Due to no fault of Energy Northwest, there was a substantial delay between their filing of the license application and the ultimate issuance of the new license from FERC. This delay resulted in a significant amount of turn-over and loss of institutional knowledge from the state and federal stakeholders. As such, a bulk of the initial compliance year consisted of an extensive amount of effort re-integrating with requisite state and federal agencies, getting them up to speed on all requirements of the new license and beginning to genuinely collaborate on all of the license terms and conditions that need to be implemented, per the FERC license.
In parallel with those collaborative efforts, a series of initial monitoring efforts kicked-off in 2019. Packwood Lake’s only fish species is a unique strain of rainbow trout originally from the eastside of the Cascade Mountain Range. In the late 1800’s and early 1900’s these fish were transported over the mountains and stocked into Packwood Lake where they have successfully established themselves. While the lake population is extremely healthy, there was some concern associated with the potential impacts to the fish as a result of project operations. A primary compliance measure is an evaluation of both the entrainment potential through the project intake and a habitat restoration and relocation program to ensure a persistent population of rainbow downstream of the Project’s diversion structure.
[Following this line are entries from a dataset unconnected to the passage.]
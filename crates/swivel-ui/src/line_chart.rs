//! Polyline chart with min/max normalization and a label row.

use std::rc::Rc;

use swivel_core::{Modifier, Vec2, View, ViewKind, theme};

#[derive(Clone, Debug, PartialEq)]
pub struct ChartPoint {
    pub value: f32,
    pub label: Option<String>,
}

impl ChartPoint {
    pub fn new(value: f32) -> Self {
        Self { value, label: None }
    }

    pub fn labeled(value: f32, label: impl Into<String>) -> Self {
        Self {
            value,
            label: Some(label.into()),
        }
    }
}

/// Map values onto canvas positions: the x axis spreads points evenly, the y
/// axis normalizes into the padded band. A flat series sits on the midline.
pub fn plot_points(items: &[ChartPoint], width: f32, height: f32, padding: f32) -> Vec<Vec2> {
    if items.is_empty() {
        return Vec::new();
    }
    let available_w = width - 2.0 * padding;
    let available_h = height - 2.0 * padding;
    let gap = if items.len() > 1 {
        available_w / (items.len() - 1) as f32
    } else {
        0.0
    };

    let min = items.iter().map(|p| p.value).fold(f32::INFINITY, f32::min);
    let max = items
        .iter()
        .map(|p| p.value)
        .fold(f32::NEG_INFINITY, f32::max);
    let range = max - min;

    items
        .iter()
        .enumerate()
        .map(|(i, p)| {
            let normalized = if range > 0.0 {
                (p.value - min) / range
            } else {
                0.5
            };
            Vec2 {
                x: padding + gap * i as f32,
                y: padding + (1.0 - normalized) * available_h,
            }
        })
        .collect()
}

#[allow(non_snake_case)]
pub fn LineChart(items: &[ChartPoint], height: f32, padding: f32) -> View {
    let t = theme();
    let data = items.to_vec();
    let canvas = View::new(ViewKind::Canvas {
        paint: Rc::new(move |scope| {
            let points = plot_points(&data, scope.size.width, scope.size.height, padding);
            if points.len() >= 2 {
                scope.polyline(points, t.chart.primary, t.chart.secondary, 4.0);
            }
        }),
    })
    .modifier(Modifier::new().fill_max_width().height(height));

    let mut labels = View::new(ViewKind::Row).modifier(Modifier::new().fill_max_width().gap(5.0));
    for item in items {
        let mut cell = View::new(ViewKind::Box);
        if let Some(label) = &item.label {
            cell = cell.child(View::new(ViewKind::Text {
                text: label.clone(),
                color: t.foreground,
                font_size: 14.0,
            }));
        }
        labels = labels.child(cell);
    }

    View::new(ViewKind::Column)
        .modifier(Modifier::new().fill_max_width())
        .child(canvas)
        .child(labels)
}

#[cfg(test)]
mod tests {
    use super::*;

    fn pts(values: &[f32]) -> Vec<ChartPoint> {
        values.iter().map(|&v| ChartPoint::new(v)).collect()
    }

    #[test]
    fn extremes_land_on_the_padded_band_edges() {
        let p = plot_points(&pts(&[0.0, 10.0]), 120.0, 120.0, 20.0);
        assert_eq!(p[0], Vec2 { x: 20.0, y: 100.0 });
        assert_eq!(p[1], Vec2 { x: 100.0, y: 20.0 });
    }

    #[test]
    fn flat_series_sits_on_the_midline() {
        let p = plot_points(&pts(&[5.0, 5.0, 5.0]), 100.0, 120.0, 20.0);
        assert!(p.iter().all(|v| v.y == 60.0));
    }

    #[test]
    fn x_positions_are_evenly_spaced() {
        let p = plot_points(&pts(&[1.0, 2.0, 3.0, 4.0]), 110.0, 100.0, 10.0);
        let xs: Vec<f32> = p.iter().map(|v| v.x).collect();
        assert_eq!(xs, vec![10.0, 40.0, 70.0, 100.0]);
    }

    #[test]
    fn empty_and_single_point_series_draw_nothing() {
        assert!(plot_points(&[], 100.0, 100.0, 20.0).is_empty());
        let single = plot_points(&pts(&[3.0]), 100.0, 100.0, 20.0);
        assert_eq!(single.len(), 1);
    }
}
McMillen Jacobs has developed the various study regimes for these efforts and is currently implementing them in the field. In September 2020, McMillen Jacobs will be installing a fish exclusion barrier that we have designed near the intake to prevent fish access to the forebay and alleviate the need for additional monitoring in the future.
In the next few years, a significant amount of emphasis will be placed on two substantial aquatic habitat restoration efforts for ESA listed Chinook, Coho, and Steelhead in both the bypass reach and another tributary to the Cowlitz River impacted by the Project’s infrastructure. McMillen Jacobs is responsible for all agency interaction, feasibility studies, natural resource investigations, permitting and design/engineering for these two multi-year efforts. To date, we have had substantial collaboration with requisite stakeholders, developed draft restoration plans and drawings, and begun the permitting process. The intent is to utilize the next 2-3 years to complete design and permitting and implement the Projects in 2023-2025. A number of disciplines from the regulatory, natural resource and engineering areas of our Water Resources Group are being utilized for these efforts.
McMillen Jacobs is the lead consultant for the entire compliance and implementation effort to take place over the next 5 years. Other key areas of emphasis include:
• Overall consulting management for the entire compliance and implementation effort (over 20 discrete natural resource and engineering measures)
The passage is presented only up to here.